A national study has concluded that Tampa, Florida is home to the highest concentration of large penises in the entire country.
A federally funded research group travelled the country measuring adult males penises since the start of 2017, and used their data to analyze specific factors which lead to males in different cities having large sexual organs.

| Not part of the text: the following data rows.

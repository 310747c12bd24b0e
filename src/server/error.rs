//! Mapping of failures onto HTTP responses
//!
//! Every failure that reaches the HTTP layer becomes a JSON object with a
//! `message` and a `timestamp`. Cluster failures keep the cluster's status
//! code, malformed input is a 400, everything else is a 500.

use std::any::Any;

use axum::{
    extract::rejection::{JsonRejection, QueryRejection},
    http::StatusCode,
    response::{IntoResponse, Response},
    Json,
};
use serde::Serialize;
use thiserror::Error;
use tracing::error;

use crate::cluster::ClusterFailure;
use crate::facade::FacadeError;

#[derive(Error, Debug)]
pub enum ApiError {
    #[error("{0}")]
    Validation(String),

    #[error("JSON processing error: {0}")]
    MalformedPayload(String),

    #[error("Invalid request parameter: {0}")]
    InvalidParameter(String),

    #[error("Kubernetes API error: {0}")]
    Cluster(ClusterFailure),

    #[error("An unexpected error occurred: {0}")]
    Unexpected(String),
}

impl ApiError {
    pub fn status_code(&self) -> StatusCode {
        match self {
            ApiError::Validation(_)
            | ApiError::MalformedPayload(_)
            | ApiError::InvalidParameter(_) => StatusCode::BAD_REQUEST,
            ApiError::Cluster(failure) => status_from_code(failure.code),
            ApiError::Unexpected(_) => StatusCode::INTERNAL_SERVER_ERROR,
        }
    }
}

/// HTTP status for a cluster failure code; codes that are not valid error
/// statuses become 500.
pub fn status_from_code(code: u16) -> StatusCode {
    StatusCode::from_u16(code)
        .ok()
        .filter(|s| s.is_client_error() || s.is_server_error())
        .unwrap_or(StatusCode::INTERNAL_SERVER_ERROR)
}

/// Body rendered for every [`ApiError`]
#[derive(Debug, Serialize)]
pub struct ErrorBody {
    pub message: String,
    pub timestamp: String,
    #[serde(skip_serializing_if = "Option::is_none")]
    pub status: Option<u16>,
}

/// `{"error": ...}` body used by the lifecycle endpoints
#[derive(Debug, Serialize)]
pub struct FailureBody {
    pub error: String,
}

impl FailureBody {
    pub fn new(error: impl Into<String>) -> Self {
        Self {
            error: error.into(),
        }
    }
}

impl IntoResponse for ApiError {
    fn into_response(self) -> Response {
        let status = self.status_code();
        match &self {
            ApiError::Cluster(failure) => {
                error!(
                    "Kubernetes API error: {} - Status code: {}",
                    failure.message, failure.code
                )
            }
            ApiError::Unexpected(detail) => error!("Unexpected error: {}", detail),
            other => error!("Request rejected: {}", other),
        }

        let body = ErrorBody {
            message: self.to_string(),
            timestamp: chrono::Utc::now().to_rfc3339(),
            status: match &self {
                ApiError::Cluster(failure) => Some(failure.code),
                _ => None,
            },
        };
        (status, Json(body)).into_response()
    }
}

impl From<FacadeError> for ApiError {
    fn from(err: FacadeError) -> Self {
        match err {
            FacadeError::Validation(msg) => ApiError::Validation(msg),
            FacadeError::Cluster { failure, .. } => ApiError::Cluster(failure),
            FacadeError::Unclassified(msg) => ApiError::Unexpected(msg),
        }
    }
}

impl From<JsonRejection> for ApiError {
    fn from(rejection: JsonRejection) -> Self {
        ApiError::MalformedPayload(rejection.body_text())
    }
}

impl From<QueryRejection> for ApiError {
    fn from(rejection: QueryRejection) -> Self {
        ApiError::InvalidParameter(rejection.body_text())
    }
}

/// Response for a handler that panicked
pub fn handle_panic(err: Box<dyn Any + Send + 'static>) -> Response {
    let detail = if let Some(s) = err.downcast_ref::<String>() {
        s.clone()
    } else if let Some(s) = err.downcast_ref::<&str>() {
        s.to_string()
    } else {
        "handler panicked".to_string()
    };
    ApiError::Unexpected(detail).into_response()
}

“We spent the better part of three years going town to town seeing men’s junk.” Said Michelle Spence, one of the government workers who participated in data collection.
“Of all the cities, Tampa, by a wide margin, contained the highest ratio of men with large packages. In fact, I couldn’t help myself sometimes, I would give a few a kiss!” Spence giggled.
Research showed that males who spent time outside and appreciated the human physique, tended to have the largest units. As it turned out, Tampa has the most of these men.
“Those were the two common factors.” Said Becky Lyte, another publicly funded employee who measured men for three years.
“If the guy liked spending time outside, and if he some sort of physical fixation, whether it was he liked to work out, or he liked woman who were beautiful, there had to be a sense of vanity that could not be overcome for these men. And just between you and me, I kiss a couple of those guys peckers when I measured them!” Lyte then covered her mouth and laughed.
A woman with gray hair, named Peggy O’Neal was the head organizer behind the country-wide initiative.
“I’ve been measuring men’s dicks since the Nixon administration.” Said O’Neal, as she sat with her legs crossed atop her desk, heels in the air, smoking a cigar.
“I’ve seen a lot, a lot of men in my days…” She said, pausing as if I’m supposed to respond.
“So let me guess, you gave a lot of them a kiss?” I sarcastically asked.
“What did you just say to me?” O’Neal said, withdrawing her legs from the desk and getting deadly serious with me, broaching my personal space.
“Did you just asked if I gave fellatio to any of the citizens!” She yelled.
“What! Uhm, no!” I responded.
“Has anyone around here been doing that?” She screamed again.
“I don’t know! No! No!” I shouted back in fear.
She laughed very loudly then shouted back.
“I’m just kidding! We all kiss them! Now come here and let see what all that science we made has been talking about!”
Then she forced me to disrobe and it wasn’t that bad, I mean it wouldn’t have been my first choice and regularly I would abstain from random sexual interaction with a stranger, especially one clearly with a large age gap from me, but I was kind of intimidated and scared to turn her down, I don’t know it was kind of a weird situation, I shouldn’t be sharing this, but it feels better for me to talk about it out loud, so thank you for letting me share my truth with you. Anyways, Tampa officially has the biggest dicks in the United States. There will be a celebratory party at bar by the pool at the Marriott in Channelside.